One difficulty faced by authors in attempting to summarize and synthesize the
results of impact studies for previous IPCC assessments (i.e., IPCC, 1996b,
1998) has been a lack of consistency in projections. Different climate projections
have been adopted in different studies, in different regions (or within the
same region), and in different sectors. Moreover, even where the same climate
projections are assumed, they might not be applied in the same way in different
impact studies. Finally, some studies also are inconsistent in their methods
of projecting changes in climate alongside concurrent changes in related socioeconomic
and environmental conditions.
For example, GHG concentrations often are transformed into CO2-equivalent concentrations to determine radiative forcing levels and climate change. The GCM community often presents climate change simulations as "doubled CO2" anomalies. Depending on the scenario, however, 5-40% of the forcing is caused by non-CO2 GHGs (30% in 1990). The doubled-CO2 scenarios often are interpreted as CO2 only (e.g., Cramer et al., 1997); others add an explicit distinction between CO2 and non-CO2 gases (e.g., Downing et al., 1999). In determining the impacts of direct CO2 effects and climate change, this can easily lead to inconsistencies. Similar discrepancies exist for other types of interactions.

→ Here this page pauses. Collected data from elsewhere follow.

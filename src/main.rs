use clap::Parser;
use equation_solver::{
    config::{Args, Config},
    logging, server,
};
use tracing::{error, info};

#[tokio::main]
async fn main() -> eyre::Result<()> {
    let args = Args::parse();
    logging::init_logging(args.verbose)?;

    let config = Config::from_args(&args);
    info!(
        addr = %config.addr,
        solve_timeout = ?config.solve_timeout,
        "Starting the equation solver"
    );

    if let Err(e) = server::serve(config).await {
        error!(error = %e, "Server failed");
        return Err(e);
    }

    Ok(())
}
//! Finding the exact roots of an [`Equation`].

use crate::{
    deadline::{Deadline, TimedOut},
    poly::{self, Polynomial},
    radical::Radical,
    Equation,
};
use dashu::{
    base::UnsignedAbs,
    integer::{IBig, UBig},
    rational::RBig,
};
use std::fmt::{self, Display, Formatter};

/// The largest value we'll enumerate divisors of, either when looking for
/// rational roots or when sampling a polynomial to factor it.
const DIVISOR_SEARCH_LIMIT: u64 = 1_000_000_000_000;
/// Factoring is only attempted on polynomials up to this degree.
const FACTOR_DEGREE_LIMIT: usize = 16;
/// How many candidate factors may be interpolated for a single degree.
const FACTOR_TRIAL_LIMIT: usize = 50_000;

/// Every value of the unknown which satisfies an equation.
#[derive(Debug, Clone, PartialEq)]
pub enum SolutionSet {
    /// A finite (possibly empty) list of distinct roots.
    Roots(Vec<Radical>),
    /// The equation holds for every value of the unknown.
    All,
}

impl SolutionSet {
    pub fn roots(&self) -> &[Radical] {
        match self {
            SolutionSet::Roots(roots) => roots,
            SolutionSet::All => &[],
        }
    }

    pub fn is_all(&self) -> bool { *self == SolutionSet::All }
}

impl Display for SolutionSet {
    fn fmt(&self, f: &mut Formatter<'_>) -> fmt::Result {
        match self {
            SolutionSet::All => write!(f, "Complexes"),
            SolutionSet::Roots(roots) => {
                write!(f, "[")?;

                for (i, root) in roots.iter().enumerate() {
                    if i > 0 {
                        write!(f, ", ")?;
                    }
                    write!(f, "{}", root)?;
                }

                write!(f, "]")
            },
        }
    }
}

/// Reasons the roots of an equation couldn't be found.
#[derive(Debug, Clone, PartialEq, thiserror::Error)]
pub enum SolveError {
    #[error("no closed-form solution for a factor of degree {degree}")]
    NoClosedForm { degree: usize },
    #[error(transparent)]
    TimedOut(#[from] TimedOut),
}

/// Find every value of the unknown which satisfies an [`Equation`].
///
/// Roots are returned in a canonical order: distinct rational roots in
/// ascending order, followed by the remaining roots factor by factor.
/// Values which would make either side divide by zero are discarded.
pub fn solve(
    equation: &Equation,
    deadline: &Deadline,
) -> Result<SolutionSet, SolveError> {
    let body = equation.numerator();

    if body.is_zero() {
        return Ok(SolutionSet::All);
    }

    if body.degree() == 0 {
        return Ok(SolutionSet::Roots(Vec::new()));
    }

    let mut candidates = square_free(&body, deadline)?;

    for denominator in equation.denominators() {
        if denominator.as_constant().is_some() {
            continue;
        }

        let shared = gcd(&candidates, denominator, deadline)?;
        if shared.degree() > 0 {
            candidates = candidates.div_rem(&shared).0;
        }
    }

    if candidates.degree() == 0 {
        return Ok(SolutionSet::Roots(Vec::new()));
    }

    let roots = roots_of_square_free(&candidates, deadline)?;

    Ok(SolutionSet::Roots(roots))
}
//! Solve single-variable algebraic equations symbolically.
//!
//! Equations are written in a small arithmetic language over the unknown
//! `x`, evaluated exactly as rational functions, and solved for every value
//! of `x` which makes both sides equal.
//!
//! ```rust
//! use equation_solver::{
//!     deadline::Deadline, solve_equation, vocabulary::Vocabulary,
//! };
//!
//! let solutions = solve_equation(
//!     "x^2 - 1 = 0",
//!     &Vocabulary::default(),
//!     &Deadline::never(),
//! )
//! .unwrap();
//!
//! assert_eq!(solutions.to_string(), "[-1, 1]");
//! ```

#[cfg(test)]
#[macro_use]
extern crate pretty_assertions;

pub mod config;
pub mod deadline;
mod equations;
pub mod errors;
mod expr;
pub mod logging;
pub mod ops;
mod parse;
pub mod poly;
pub mod radical;
pub mod server;
pub mod solve;
pub mod vocabulary;

pub use equations::{solve_equation, split, Equation, EquationError, Side};
pub use errors::{Error, ErrorKind};
pub use expr::{BinaryOperation, Expression};
pub use parse::{parse, ParseError, TokenKind};
pub use radical::Radical;
pub use solve::{SolutionSet, SolveError};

Finally, it is a significant challenge to integrate climate or sea-level rise scenarios, with a time horizon of decades to hundreds of years, with nonclimatic scenarios of social, economic, and technological systems that can change rapidly over a time scale of years. For instance, it is difficult to devise credible socioeconomic scenarios that extend beyond the lifetime of current infrastructure and institutions. Moreover, social/economic actors who need to be involved in the scenario development process (e.g., business, governments) often find long time horizons difficult to contemplate. Box 3-2 illustrates a recent example of an attempt to harmonize climate change, sea level, atmospheric composition, and socioeconomic scenarios in a multi-sectoral global impact assessment.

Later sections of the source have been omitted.